Fra le pazienti che avevano ricevuto la chemioterapia di induzione, l’HR è risultato pari a 0.75 (95%
CI, 0.50-1.13), con una PFS mediana di 16.89 mesi (IC 95%, 12.35-27.37) e di 16.85 mesi (IC 95%, 11.86-20.50) rispettivamente nei bracci con e senza pertuzumab.

Eventi avversi gravi sono stati riportati in 42 (33.1%) di 127 e in 24 (19.4%) di 124 pazienti rispettivamente con il trattamento pertuzumab-trastuzumab e con il trattamento senza pertuzumab.

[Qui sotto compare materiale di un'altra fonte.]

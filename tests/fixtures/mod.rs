//! Fixture trees and a fake autotester for integration tests.
//!
//! The fake autotester copies its query file to the report path, so each
//! query file holds the exact XML report it should produce.

#![allow(dead_code)]

use std::fs;
use std::path::{Path, PathBuf};

/// Write an executable shell script that plays the autotester.
#[cfg(unix)]
pub fn fake_autotester(dir: &Path) -> PathBuf {
    use std::os::unix::fs::PermissionsExt;

    let path = dir.join("autotester");
    fs::write(&path, "#!/bin/sh\ncat \"$2\" > \"$3\"\n").unwrap();
    fs::set_permissions(&path, fs::Permissions::from_mode(0o755)).unwrap();
    path
}

/// Create `root/name` holding a source and one query file per report.
pub fn leaf_fixture(root: &Path, name: &str, reports: &[(&str, String)]) -> PathBuf {
    let dir = root.join(name);
    fs::create_dir_all(&dir).unwrap();
    fs::write(dir.join("prog.simple"), "procedure main { x = 1; }").unwrap();
    for (query, xml) in reports {
        fs::write(dir.join(query), xml).unwrap();
    }
    dir
}

/// A query element with the given verdict markers inside.
pub fn query(id: &str, name: &str, body: &str) -> String {
    format!(r#"<query><id comment="{name}">{id}</id>{body}</query>"#)
}

pub fn passed(id: &str, name: &str) -> String {
    query(id, name, "<correct>1</correct><passed/>")
}

pub fn failed(id: &str, name: &str) -> String {
    query(id, name, "<correct>1</correct><failed/>")
}

/// Wrap queries in a report document.
pub fn report(queries: &[String]) -> String {
    format!(
        "<?xml version=\"1.0\"?>\n<test_results>\n<queries>\n{}\n</queries>\n</test_results>\n",
        queries.join("\n")
    )
}
use crate::error::CommandError;
use crate::host::{tell, Host};
use crate::logging::debug_message;
use crate::match_state::MatchController;
use crate::types::*;

/// Slash commands the plugin registers with the host.
#[derive(Clone, Copy, Debug, PartialEq, Eq)]
pub enum SlashCommand {
    Official,
    Fun,
    Cancel,
    Finish,
    Pause,
    Resume,
    Spawn,
}

impl SlashCommand {
    pub const ALL: [SlashCommand; 7] = [
        SlashCommand::Official,
        SlashCommand::Fun,
        SlashCommand::Cancel,
        SlashCommand::Finish,
        SlashCommand::Pause,
        SlashCommand::Resume,
        SlashCommand::Spawn,
    ];

    pub fn parse(name: &str) -> Option<Self> {
        let name = name.trim_start_matches('/');
        SlashCommand::ALL
            .iter()
            .copied()
            .find(|command| command.name().eq_ignore_ascii_case(name))
    }

    pub fn name(self) -> &'static str {
        match self {
            SlashCommand::Official => "official",
            SlashCommand::Fun => "fm",
            SlashCommand::Cancel => "cancel",
            SlashCommand::Finish => "finish",
            SlashCommand::Pause => "pause",
            SlashCommand::Resume => "resume",
            SlashCommand::Spawn => "spawn",
        }
    }
}

/// Guidance for built-in host commands that would bypass match officiating.
pub fn disabled_host_command_notice(message: &str) -> Option<&'static str> {
    let message = message.trim();
    if message.starts_with("/gameover") {
        return Some("** '/gameover' is disabled, please use /finish or /cancel instead **");
    }
    let rest = message.strip_prefix("/countdown")?.trim_start();
    if rest.starts_with("pause") {
        Some("** '/countdown pause' is disabled, please use /pause instead **")
    } else if rest.starts_with("resume") {
        Some("** '/countdown resume' is disabled, please use /resume instead **")
    } else if rest.starts_with(|c: char| c.is_ascii_digit()) {
        Some("** '/countdown TIME' is disabled, please use /official or /fm instead **")
    } else {
        None
    }
}

/// `[secs]` argument of `/official` and `/fm`; anything but a single value in
/// range falls back to the default.
pub fn countdown_secs(params: &[String]) -> u32 {
    match params {
        [only] => only
            .trim()
            .parse::<u32>()
            .ok()
            .filter(|secs| (MIN_COUNTDOWN_SECS..=MAX_COUNTDOWN_SECS).contains(secs))
            .unwrap_or(DEFAULT_COUNTDOWN_SECS),
        _ => DEFAULT_COUNTDOWN_SECS,
    }
}

/// Handles a slash command from `caller_slot`. Returns false only for names
/// this plugin does not own; refusals are messaged to the caller.
pub fn handle_command(
    matches: &mut MatchController,
    host: &mut dyn Host,
    caller_slot: u32,
    name: &str,
    params: &[String],
    debug_level: u8,
) -> bool {
    let Some(command) = SlashCommand::parse(name) else {
        return false;
    };
    if let Err(err) = run_command(matches, host, caller_slot, command, params, debug_level) {
        debug_message(
            debug_level,
            format_args!("/{} refused for slot {caller_slot}: {err}", command.name()),
        );
        for line in err.to_string().lines() {
            tell(host, caller_slot, line);
        }
    }
    true
}

fn run_command(
    matches: &mut MatchController,
    host: &mut dyn Host,
    caller_slot: u32,
    command: SlashCommand,
    params: &[String],
    debug_level: u8,
) -> Result<(), CommandError> {
    let caller = host
        .lookup_by_slot(caller_slot)
        .filter(|caller| caller.verified && host.has_permission(caller_slot, SPAWN_PERMISSION))
        .ok_or_else(|| {
            CommandError::denied(format!(
                "You do not have permission to run the /{} command.",
                command.name()
            ))
        })?;

    match command {
        SlashCommand::Official => matches.start_official(host, &caller, countdown_secs(params)),
        SlashCommand::Fun => matches.start_fun(host, &caller, countdown_secs(params)),
        SlashCommand::Cancel => {
            let reason = format!("Official match cancellation requested by {}", caller.callsign);
            matches.cancel(host, &caller, &reason)
        }
        SlashCommand::Finish => matches.finish_early(host, &caller),
        SlashCommand::Pause => pause(host, &caller),
        SlashCommand::Resume => resume(host, &caller),
        SlashCommand::Spawn => grant_spawn(host, &caller, params, debug_level),
    }
}

fn pause(host: &mut dyn Host, caller: &PlayerRecord) -> Result<(), CommandError> {
    if host.is_countdown_paused() {
        return Err(CommandError::state("The match is already paused!"));
    }
    if !host.is_countdown_active() {
        return Err(CommandError::state("There is no active match to pause right now."));
    }
    host.pause_countdown(&caller.callsign);
    Ok(())
}

fn resume(host: &mut dyn Host, caller: &PlayerRecord) -> Result<(), CommandError> {
    if !host.is_countdown_paused() {
        return Err(CommandError::state("The match is not paused!"));
    }
    if !host.is_countdown_active() {
        return Err(CommandError::state("There is no active match to resume right now."));
    }
    host.resume_countdown(&caller.callsign);
    Ok(())
}

/// `/spawn #<slot>` or `/spawn <callsign with spaces>`.
fn grant_spawn(
    host: &mut dyn Host,
    caller: &PlayerRecord,
    params: &[String],
    debug_level: u8,
) -> Result<(), CommandError> {
    if !host.has_permission(caller.slot, BAN_PERMISSION) {
        return Err(CommandError::denied("You do not have permission to use the /spawn command."));
    }
    let Some(first) = params.first() else {
        return Err(CommandError::InvalidArgument("/spawn <player id or callsign>".to_string()));
    };

    let by_slot = first
        .strip_prefix('#')
        .and_then(|slot| slot.trim().parse::<u32>().ok())
        .and_then(|slot| host.lookup_by_slot(slot));
    let victim = by_slot
        .or_else(|| host.lookup_by_callsign(&params.join(" ")))
        .ok_or_else(|| CommandError::InvalidArgument(format!("player {first} not found")))?;

    host.grant_permission(victim.slot, SPAWN_PERMISSION);
    debug_message(
        debug_level,
        format_args!("{} granted spawn to {} [{}]", caller.callsign, victim.callsign, victim.identity),
    );
    host.send_message(
        Recipient::Admins,
        &format!("{} granted {} the ability to spawn.", caller.callsign, victim.callsign),
    );
    Ok(())
}
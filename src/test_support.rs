use crate::host::Host;
use crate::league::{JobCompletion, JobId, JobKind, JobTransport, LeagueJob};
use crate::types::{PlayerRecord, Recipient, TeamColor};
use chrono::{DateTime, TimeZone, Utc};
use std::collections::{HashMap, HashSet};

#[derive(Clone, Copy, Debug, PartialEq, Eq)]
pub enum Countdown {
    Idle,
    Counting,
    Running,
}

/// Scripted game server used by the unit tests.
pub struct FakeHost {
    pub players: Vec<PlayerRecord>,
    pub limits: HashMap<TeamColor, u32>,
    pub permissions: HashMap<u32, HashSet<String>>,
    pub now: f64,
    pub time_limit: f64,
    pub utc: DateTime<Utc>,
    pub countdown: Countdown,
    pub paused: bool,
    pub countdowns_started: Vec<u32>,
    pub games_ended: usize,
    pub messages: Vec<(Recipient, String)>,
    pub can_record: bool,
    pub recording: bool,
    pub saved_recordings: Vec<String>,
}

impl FakeHost {
    /// Red vs Blue map with a 15 minute time limit.
    pub fn new() -> Self {
        let mut limits = HashMap::new();
        limits.insert(TeamColor::Red, 8);
        limits.insert(TeamColor::Blue, 8);
        FakeHost {
            players: Vec::new(),
            limits,
            permissions: HashMap::new(),
            now: 1000.0,
            time_limit: 900.0,
            utc: Utc.with_ymd_and_hms(2015, 3, 14, 21, 5, 9).unwrap(),
            countdown: Countdown::Idle,
            paused: false,
            countdowns_started: Vec::new(),
            games_ended: 0,
            messages: Vec::new(),
            can_record: true,
            recording: false,
            saved_recordings: Vec::new(),
        }
    }

    pub fn add_player(&mut self, slot: u32, identity: &str, callsign: &str, team: TeamColor) -> PlayerRecord {
        let player = PlayerRecord {
            slot,
            identity: identity.to_string(),
            callsign: callsign.to_string(),
            ip_address: format!("10.0.0.{slot}"),
            team,
            verified: !identity.is_empty(),
        };
        self.players.push(player.clone());
        self.grant_permission(slot, "spawn");
        player
    }

    /// Two verified players on each of Red and Blue, slots 1-4.
    pub fn with_two_on_two() -> Self {
        let mut host = FakeHost::new();
        host.add_player(1, "101", "alpha", TeamColor::Red);
        host.add_player(2, "102", "bravo", TeamColor::Red);
        host.add_player(3, "201", "charlie", TeamColor::Blue);
        host.add_player(4, "202", "delta", TeamColor::Blue);
        host
    }

    pub fn player(&self, slot: u32) -> PlayerRecord {
        self.lookup_by_slot(slot).unwrap()
    }

    pub fn remove_competitors(&mut self) {
        self.players.retain(|player| player.team == TeamColor::Observer);
    }

    pub fn messages_to(&self, to: Recipient) -> Vec<String> {
        self.messages
            .iter()
            .filter(|(recipient, _)| *recipient == to)
            .map(|(_, message)| message.clone())
            .collect()
    }

    pub fn last_message_to(&self, to: Recipient) -> Option<String> {
        self.messages_to(to).pop()
    }

    /// Countdown elapsed: the game is now running.
    pub fn finish_countdown(&mut self) {
        self.countdown = Countdown::Running;
    }
}

impl Host for FakeHost {
    fn list_players(&self) -> Vec<PlayerRecord> {
        self.players.clone()
    }

    fn team_player_limit(&self, team: TeamColor) -> u32 {
        self.limits.get(&team).copied().unwrap_or(0)
    }

    fn has_permission(&self, slot: u32, permission: &str) -> bool {
        self.permissions
            .get(&slot)
            .map(|perms| perms.contains(permission))
            .unwrap_or(false)
    }

    fn grant_permission(&mut self, slot: u32, permission: &str) {
        self.permissions
            .entry(slot)
            .or_default()
            .insert(permission.to_string());
    }

    fn current_time(&self) -> f64 {
        self.now
    }

    fn time_limit(&self) -> f64 {
        self.time_limit
    }

    fn utc_now(&self) -> DateTime<Utc> {
        self.utc
    }

    fn public_address(&self) -> String {
        "league.example.net".to_string()
    }

    fn public_port(&self) -> u16 {
        5154
    }

    fn is_countdown_in_progress(&self) -> bool {
        self.countdown == Countdown::Counting
    }

    fn is_countdown_active(&self) -> bool {
        self.countdown == Countdown::Running
    }

    fn is_countdown_paused(&self) -> bool {
        self.paused
    }

    fn start_countdown(&mut self, delay_secs: u32, _time_limit: f64, _initiator: &str) {
        self.countdowns_started.push(delay_secs);
        self.countdown = Countdown::Counting;
    }

    fn pause_countdown(&mut self, _initiator: &str) {
        self.paused = true;
    }

    fn resume_countdown(&mut self, _initiator: &str) {
        self.paused = false;
    }

    fn end_game(&mut self) {
        self.games_ended += 1;
        self.countdown = Countdown::Idle;
    }

    fn send_message(&mut self, to: Recipient, message: &str) {
        self.messages.push((to, message.to_string()));
    }

    fn start_recording(&mut self) -> bool {
        self.recording = self.can_record;
        self.recording
    }

    fn save_recording(&mut self, file_name: &str) -> bool {
        self.saved_recordings.push(file_name.to_string());
        true
    }

    fn stop_recording(&mut self) {
        self.recording = false;
    }
}

/// Keeps every dispatched job; completions are queued by the test.
#[derive(Default)]
pub struct RecordingTransport {
    pub jobs: Vec<LeagueJob>,
    pub pending_completions: Vec<JobCompletion>,
}

impl RecordingTransport {
    pub fn bodies(&self) -> Vec<&str> {
        self.jobs.iter().map(|job| job.body.as_str()).collect()
    }
}

impl JobTransport for RecordingTransport {
    fn dispatch(&mut self, kind: JobKind, body: String) -> JobId {
        let id = self.jobs.len() as JobId + 1;
        self.jobs.push(LeagueJob { id, kind, body });
        id
    }

    fn poll_completions(&mut self) -> Vec<JobCompletion> {
        std::mem::take(&mut self.pending_completions)
    }
}
use crate::error::{ConfigError, ResponseError};
use crate::logging::append_league_log;
use serde_json::Value;
use std::{
  path::PathBuf,
  sync::mpsc::{self, Receiver, Sender},
  thread::JoinHandle,
  time::Duration,
};
use tracing::{debug, warn};

pub type JobId = u64;

/// What a league request was for. Completions are routed by this tag.
#[derive(Clone, Debug, PartialEq, Eq)]
pub enum JobKind {
  ReportMatch,
  TeamNameQuery { identities: Vec<String> },
}

impl JobKind {
  pub fn label(&self) -> &'static str {
    match self {
      JobKind::ReportMatch => "reportMatch",
      JobKind::TeamNameQuery { .. } => "teamNameQuery",
    }
  }
}

#[derive(Clone, Debug, PartialEq, Eq)]
pub struct LeagueJob {
  pub id: JobId,
  pub kind: JobKind,
  /// Form-encoded POST body.
  pub body: String,
}

#[derive(Clone, Debug, PartialEq, Eq)]
pub enum JobOutcome {
  Done(String),
  Timeout,
  Error { code: i32, message: String },
}

#[derive(Clone, Debug, PartialEq, Eq)]
pub struct JobCompletion {
  pub id: JobId,
  pub kind: JobKind,
  pub outcome: JobOutcome,
}

/// Fire-and-forget delivery of league requests. The transport numbers each
/// job; completions come back later through `poll_completions`, never from
/// `dispatch` itself.
pub trait JobTransport {
  fn dispatch(&mut self, kind: JobKind, body: String) -> JobId;

  fn poll_completions(&mut self) -> Vec<JobCompletion> {
    Vec::new()
  }
}

// ── Responses ──────────────────────────────────────────────────────────

/// A usable league answer body.
#[derive(Clone, Debug, PartialEq)]
pub enum LeagueResponse {
  Text(String),
  Structured(Value),
}

pub fn is_markup(body: &str) -> bool {
  let lower = body.to_ascii_lowercase();
  lower.contains("<html") || lower.contains("<!doctype")
}

/// Sorts a response body into plain text or JSON. Empty bodies and HTML
/// pages are errors; anything opening with `{` or `[` must parse as JSON.
pub fn classify_response(body: &str) -> Result<LeagueResponse, ResponseError> {
  let trimmed = body.trim();
  if trimmed.is_empty() {
    return Err(ResponseError::Empty);
  }
  if is_markup(trimmed) {
    return Err(ResponseError::Markup);
  }
  if trimmed.starts_with('{') || trimmed.starts_with('[') {
    return Ok(LeagueResponse::Structured(serde_json::from_str(trimmed)?));
  }
  Ok(LeagueResponse::Text(trimmed.to_string()))
}

pub fn value_to_string(value: &Value) -> Option<String> {
  match value {
    Value::String(raw) => Some(raw.clone()),
    Value::Number(num) => Some(num.to_string()),
    _ => None,
  }
}

// ── HTTP transport ─────────────────────────────────────────────────────

pub struct HttpTransport {
  jobs: Option<Sender<LeagueJob>>,
  completions: Receiver<JobCompletion>,
  worker: Option<JoinHandle<()>>,
  next_id: JobId,
}

impl HttpTransport {
  pub fn spawn(url: &str, timeout: Duration, log_dir: Option<PathBuf>) -> Result<Self, ConfigError> {
    let client = reqwest::blocking::Client::builder()
      .timeout(timeout)
      .user_agent(concat!("league-overseer/", env!("CARGO_PKG_VERSION")))
      .build()?;
    let (job_tx, job_rx) = mpsc::channel::<LeagueJob>();
    let (done_tx, done_rx) = mpsc::channel::<JobCompletion>();
    let url = url.to_string();
    let worker = std::thread::Builder::new()
      .name("league-http".to_string())
      .spawn(move || run_worker(client, url, log_dir, job_rx, done_tx))
      .map_err(ConfigError::Worker)?;
    Ok(HttpTransport {
      jobs: Some(job_tx),
      completions: done_rx,
      worker: Some(worker),
      next_id: 1,
    })
  }
}

impl JobTransport for HttpTransport {
  fn dispatch(&mut self, kind: JobKind, body: String) -> JobId {
    let id = self.next_id;
    self.next_id += 1;
    let Some(sender) = self.jobs.as_ref() else {
      warn!(job = id, "league transport is shut down, dropping job");
      return id;
    };
    if sender.send(LeagueJob { id, kind, body }).is_err() {
      warn!(job = id, "league worker is gone, dropping job");
    }
    id
  }

  fn poll_completions(&mut self) -> Vec<JobCompletion> {
    self.completions.try_iter().collect()
  }
}

impl Drop for HttpTransport {
  fn drop(&mut self) {
    // Closing the channel lets the worker finish queued jobs and exit.
    self.jobs.take();
    if let Some(worker) = self.worker.take() {
      let _ = worker.join();
    }
  }
}

fn run_worker(
  client: reqwest::blocking::Client,
  url: String,
  log_dir: Option<PathBuf>,
  jobs: Receiver<LeagueJob>,
  completions: Sender<JobCompletion>,
) {
  for job in jobs {
    append_league_log(
      log_dir.as_deref(),
      "League request",
      &format!("url: {url}\nkind: {}\nbody: {}", job.kind.label(), job.body),
    );
    let outcome = post_form(&client, &url, &job.body);
    let summary = match &outcome {
      JobOutcome::Done(body) => format!("done\nbody:\n{body}"),
      JobOutcome::Timeout => "timed out".to_string(),
      JobOutcome::Error { code, message } => format!("error {code}: {message}"),
    };
    append_league_log(log_dir.as_deref(), "League response", &summary);
    debug!(job = job.id, kind = job.kind.label(), "league job finished");
    let completion = JobCompletion {
      id: job.id,
      kind: job.kind,
      outcome,
    };
    if completions.send(completion).is_err() {
      break;
    }
  }
}

fn post_form(client: &reqwest::blocking::Client, url: &str, body: &str) -> JobOutcome {
  let resp = match client
    .post(url)
    .header("Content-Type", "application/x-www-form-urlencoded")
    .body(body.to_string())
    .send()
  {
    Ok(resp) => resp,
    Err(e) if e.is_timeout() => return JobOutcome::Timeout,
    Err(e) => {
      return JobOutcome::Error {
        code: e.status().map(|s| i32::from(s.as_u16())).unwrap_or(-1),
        message: e.to_string(),
      }
    }
  };
  let status = resp.status();
  let text = match resp.text() {
    Ok(text) => text,
    Err(e) if e.is_timeout() => return JobOutcome::Timeout,
    Err(e) => {
      return JobOutcome::Error {
        code: i32::from(status.as_u16()),
        message: format!("read failed: {e}"),
      }
    }
  };
  if !status.is_success() {
    return JobOutcome::Error {
      code: i32::from(status.as_u16()),
      message: text,
    };
  }
  JobOutcome::Done(text)
}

Una tossicità di grado ≥ 3 è stata osservata rispettivamente in 64 (50.4%) di 127 pazienti e in 48 (38.7%) di 124 pazienti. Non si sono verificate morti tossiche.

Lo studio PERTAIN ha dimostrato l’efficacia della combinazione del doppio blocco anti-HER2 (pertuzumab e trastuzumab) con un inibitore dell’aromatasi in pazienti con carcinoma mammario positivo per recettori ormonali e per HER2, in stadio localmente avanzato o metastatico.

Il trattamento si è rivelato particolarmente vantaggioso in alcuni sottogruppi, quali quello delle pazienti che non avevano ricevuto chemioterapia di induzione o nei casi con un intervallo libero da malattia ≥ 12 mesi dalla terapia endocrina adiuvante.
Da notare che le pazienti alle quali è stata assegnata una chemioterapia di induzione si contraddistinguevano per le seguenti caratteristiche:

  • età più giovane
  • malattia allo stadio IV alla diagnosi
  • maggior coinvolgimento viscerale
  • più organi coinvolti (tre o più)
  • tempo mediano più breve dalla diagnosi iniziale di tumore mammario

Va detto che lo studio PERTAIN non era stato progettato per mostrare le differenze in funzione della chemioterapia di induzione. Pertanto, la libertà di scelta degli investigatori nel definire quali
pazienti dovessero ricevere la terapia di induzione potrebbe aver introdotto un bias di selezione.